The answer must be an exact reproduction of the lines from the start of the records below through the line containing "whole velocity per frame.", and nothing more.

** Opening Exercise data block **

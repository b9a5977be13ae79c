pub mod effect;
pub mod types;
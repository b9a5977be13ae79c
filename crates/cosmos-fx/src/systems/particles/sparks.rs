//! Short-lived spark particles: rocket exhaust and supernova debris.

use glam::Vec2;

use crate::renderer::surface::{Color, Surface};
use crate::systems::rng::Rng;

#[derive(Debug, Clone, Copy, PartialEq)]
pub struct Spark {
    pub pos: Vec2,
    pub vel: Vec2,
    pub size: f32,
    /// 1.0 at spawn, dead at 0.
    pub life: f32,
}

impl Spark {
    pub fn radius(&self) -> f32 {
        self.size * self.life.max(0.0)
    }
}

/// Per-frame update rules shared by every spark of a field.
#[derive(Debug, Clone, Copy, PartialEq)]
pub struct SparkDynamics {
    /// Life lost per frame.
    pub decay: f32,
    /// Multiplier on vertical velocity per frame.
    pub vertical_gain: f32,
    /// Multiplier on the whole velocity per frame.
    pub drag: f32,
    /// Peak opacity at full life.
    pub opacity: f32,
}

impl SparkDynamics {
    /// Accelerating downward plume.
    pub const EXHAUST: Self = Self { decay: 0.03, vertical_gain: 1.05, drag: 1.0, opacity: 0.7 };
    /// Slowing outward debris.
    pub const DEBRIS: Self = Self { decay: 0.02, vertical_gain: 1.0, drag: 0.96, opacity: 0.6 };
}

/// Fires every `every` frames, `count` particles at a time.
#[derive(Debug, Clone)]
pub struct BurstEmitter {
    pub active: bool,
    pub count: usize,
    pub every: u64,
    frames: u64,
}

impl Default for BurstEmitter {
    fn default() -> Self {
        Self {
            active: true,
            count: 8,
            every: 2,
            frames: 0,
        }
    }
}

impl BurstEmitter {
    pub fn new() -> Self {
        Self::default()
    }

    pub fn with_count(mut self, count: usize) -> Self {
        self.count = count;
        self
    }

    pub fn with_every(mut self, every: u64) -> Self {
        self.every = every.max(1);
        self
    }

    /// Advance one frame. Returns the number of particles to spawn.
    pub fn tick(&mut self) -> usize {
        if !self.active {
            return 0;
        }
        self.frames += 1;
        if self.frames % self.every == 0 {
            self.count
        } else {
            0
        }
    }
}

#[derive(Debug, Clone)]
pub struct SparkField {
    sparks: Vec<Spark>,
    dynamics: SparkDynamics,
}

impl SparkField {
    pub fn new(dynamics: SparkDynamics) -> Self {
        Self {
            sparks: Vec::with_capacity(256),
            dynamics,
        }
    }

    /// Downward plume from a nozzle at `origin`, spread `±half_width` horizontally.
    pub fn emit_plume(&mut self, rng: &mut Rng, origin: Vec2, half_width: f32, count: usize) {
        for _ in 0..count {
            self.sparks.push(Spark {
                pos: Vec2::new(origin.x + rng.centered(half_width), origin.y),
                vel: Vec2::new(rng.centered(1.5), rng.range(2.0, 7.0)),
                size: rng.range(1.0, 5.0),
                life: 1.0,
            });
        }
    }

    /// Outward burst in every direction from `origin`.
    pub fn emit_radial(&mut self, rng: &mut Rng, origin: Vec2, speed: (f32, f32), count: usize) {
        for _ in 0..count {
            let dir = Vec2::from_angle(rng.angle());
            self.sparks.push(Spark {
                pos: origin,
                vel: dir * rng.range(speed.0, speed.1),
                size: rng.range(0.8, 2.6),
                life: 1.0,
            });
        }
    }

    /// Move, age and cull. With a `floor`, sparks that sink below it are dropped.
    pub fn advance(&mut self, floor: Option<f32>) {
        let d = self.dynamics;
        let floor = floor.unwrap_or(f32::INFINITY);
        self.sparks.retain_mut(|s| {
            s.pos += s.vel;
            s.life -= d.decay;
            s.vel.y *= d.vertical_gain;
            s.vel *= d.drag;
            s.life > 0.0 && s.pos.y - s.radius() <= floor
        });
    }

    /// Draw each spark; `color.a` scales the life-based opacity.
    pub fn render(&self, surface: &mut dyn Surface, color: Color) {
        self.render_offset(surface, color, Vec2::ZERO);
    }

    /// Same as [`render`](Self::render) but with positions shifted by `offset`.
    pub fn render_offset(&self, surface: &mut dyn Surface, color: Color, offset: Vec2) {
        for s in &self.sparks {
            let alpha = color.a * s.life * self.dynamics.opacity;
            surface.fill_circle(s.pos + offset, s.radius(), color.with_alpha(alpha).into());
        }
    }

    pub fn sparks(&self) -> &[Spark] {
        &self.sparks
    }

    pub fn len(&self) -> usize {
        self.sparks.len()
    }

    pub fn is_empty(&self) -> bool {
        self.sparks.is_empty()
    }

    pub fn clear(&mut self) {
        self.sparks.clear();
    }
}

#[cfg(test)]
mod tests {
    use super::*;

    #[test]
    fn emitter_fires_every_second_frame() {
        let mut e = BurstEmitter::new();
        let counts: Vec<usize> = (0..4).map(|_| e.tick()).collect();
        assert_eq!(counts, vec![0, 8, 0, 8]);
        e.active = false;
        assert_eq!(e.tick(), 0);
    }

    #[test]
    fn builder_pattern() {
        let e = BurstEmitter::new().with_count(3).with_every(0);
        assert_eq!(e.count, 3);
        assert_eq!(e.every, 1);
    }

    #[test]
    fn plume_ranges() {
        let mut rng = Rng::new(4);
        let mut f = SparkField::new(SparkDynamics::EXHAUST);
        f.emit_plume(&mut rng, Vec2::new(100.0, 400.0), 15.0, 200);
        for s in f.sparks() {
            assert!((85.0..115.0).contains(&s.pos.x));
            assert!((-1.5..1.5).contains(&s.vel.x));
            assert!((2.0..7.0).contains(&s.vel.y));
            assert!((1.0..5.0).contains(&s.size));
            assert_eq!(s.life, 1.0);
        }
    }

    #[test]
    fn exhaust_dies_after_life_runs_out() {
        let mut rng = Rng::new(4);
        let mut f = SparkField::new(SparkDynamics::EXHAUST);
        f.emit_plume(&mut rng, Vec2::new(100.0, 10.0), 15.0, 8);
        let floor = Some(100_000.0);
        f.advance(floor);
        assert_eq!(f.len(), 8);
        assert!((f.sparks()[0].life - 0.97).abs() < 1e-6);
        for _ in 0..40 {
            f.advance(floor);
        }
        assert!(f.is_empty());
    }

    #[test]
    fn sparks_below_canvas_removed() {
        let mut f = SparkField::new(SparkDynamics::EXHAUST);
        f.sparks.push(Spark { pos: Vec2::new(0.0, 95.0), vel: Vec2::new(0.0, 20.0), size: 1.0, life: 1.0 });
        f.advance(Some(100.0));
        assert!(f.is_empty());
    }

    #[test]
    fn radial_burst_spreads_outward() {
        let mut rng = Rng::new(8);
        let mut f = SparkField::new(SparkDynamics::DEBRIS);
        f.emit_radial(&mut rng, Vec2::ZERO, (1.0, 3.0), 50);
        f.advance(None);
        assert!(f.sparks().iter().all(|s| s.pos.length() > 0.9));
    }
}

** Closing Exercise data block **

**Response area**
repository b9a5977be13ae79c
pub mod effect;
pub mod types;
repository b9a5977be13ae79c
filename crates/cosmos-fx/src/systems/particles/sparks.rs
//! Short-lived spark particles: rocket exhaust and supernova debris.

use glam::Vec2;

use crate::renderer::surface::{Color, Surface};
use crate::systems::rng::Rng;

#[derive(Debug, Clone, Copy, PartialEq)]
pub struct Spark {
    pub pos: Vec2,
    pub vel: Vec2,
    pub size: f32,
    /// 1.0 at spawn, dead at 0.
    pub life: f32,
}

impl Spark {
    pub fn radius(&self) -> f32 {
        self.size * self.life.max(0.0)
    }
}

/// Per-frame update rules shared by every spark of a field.
#[derive(Debug, Clone, Copy, PartialEq)]
pub struct SparkDynamics {
    /// Life lost per frame.
    pub decay: f32,
    /// Multiplier on vertical velocity per frame.
    pub vertical_gain: f32,
    /// Multiplier on the whole velocity per frame.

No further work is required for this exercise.